In [1]:
pip install nltk

Note: you may need to restart the kernel to use updated packages.



[notice] A new release of pip is available: 23.3.2 -> 24.3.1
[notice] To update, run: python.exe -m pip install --upgrade pip


In [2]:
import nltk
from nltk.tokenize import word_tokenize
from nltk.corpus import stopwords
from nltk.stem import PorterStemmer
import string

# Download necessary NLTK resources
nltk.download('punkt')
nltk.download('stopwords')

[nltk_data] Downloading package punkt to
[nltk_data]     C:\Users\hp\AppData\Roaming\nltk_data...
[nltk_data]   Package punkt is already up-to-date!
[nltk_data] Downloading package stopwords to
[nltk_data]     C:\Users\hp\AppData\Roaming\nltk_data...
[nltk_data]   Package stopwords is already up-to-date!


True

In [3]:
# Sample text document
text = """
Natural Language Processing (NLP) is a sub-field of artificial intelligence.

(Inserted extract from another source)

mod money_amount;

pub use money_amount::{MoneyAmount, MoneyAmountParseError, format_units};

It involves the interaction between computers and human languages. 
The goal of NLP is to enable computers to understand, interpret, and generate human language.
"""


In [4]:
# Step 4: Tokenization (Splitting the text into words)
tokens = word_tokenize(text)

# Output tokens
print("Tokens after Tokenization:", tokens)

Tokens after Tokenization: ['Natural', 'Language', 'Processing', '(', 'NLP', ')', 'is', 'a', 'sub-field', 'of', 'artificial', 'intelligence', '.', 'It', 'involves', 'the', 'interaction', 'between', 'computers', 'and', 'human', 'languages', '.', 'The', 'goal', 'of', 'NLP', 'is', 'to', 'enable', 'computers', 'to', 'understand', ',', 'interpret', ',', 'and', 'generate', 'human', 'language', '.']


In [5]:
# Step 5: Stopword Removal (Remove common words like "the", "is", etc.)
stop_words = set(stopwords.words('english'))  # Set of English stopwords
filtered_tokens = [word for word in tokens if word.lower() not in stop_words]

# Output filtered tokens
print("\nTokens after Stopword Removal:", filtered_tokens)



Tokens after Stopword Removal: ['Natural', 'Language', 'Processing', '(', 'NLP', ')', 'sub-field', 'artificial', 'intelligence', '.', 'involves', 'interaction', 'computers', 'human', 'languages', '.', 'goal', 'NLP', 'enable', 'computers', 'understand', ',', 'interpret', ',', 'generate', 'human', 'language', '.']


In [6]:
# Step 6: Remove Punctuation
punctuation = set(string.punctuation)  # Set of punctuation marks
filtered_tokens = [word for word in filtered_tokens if word not in punctuation]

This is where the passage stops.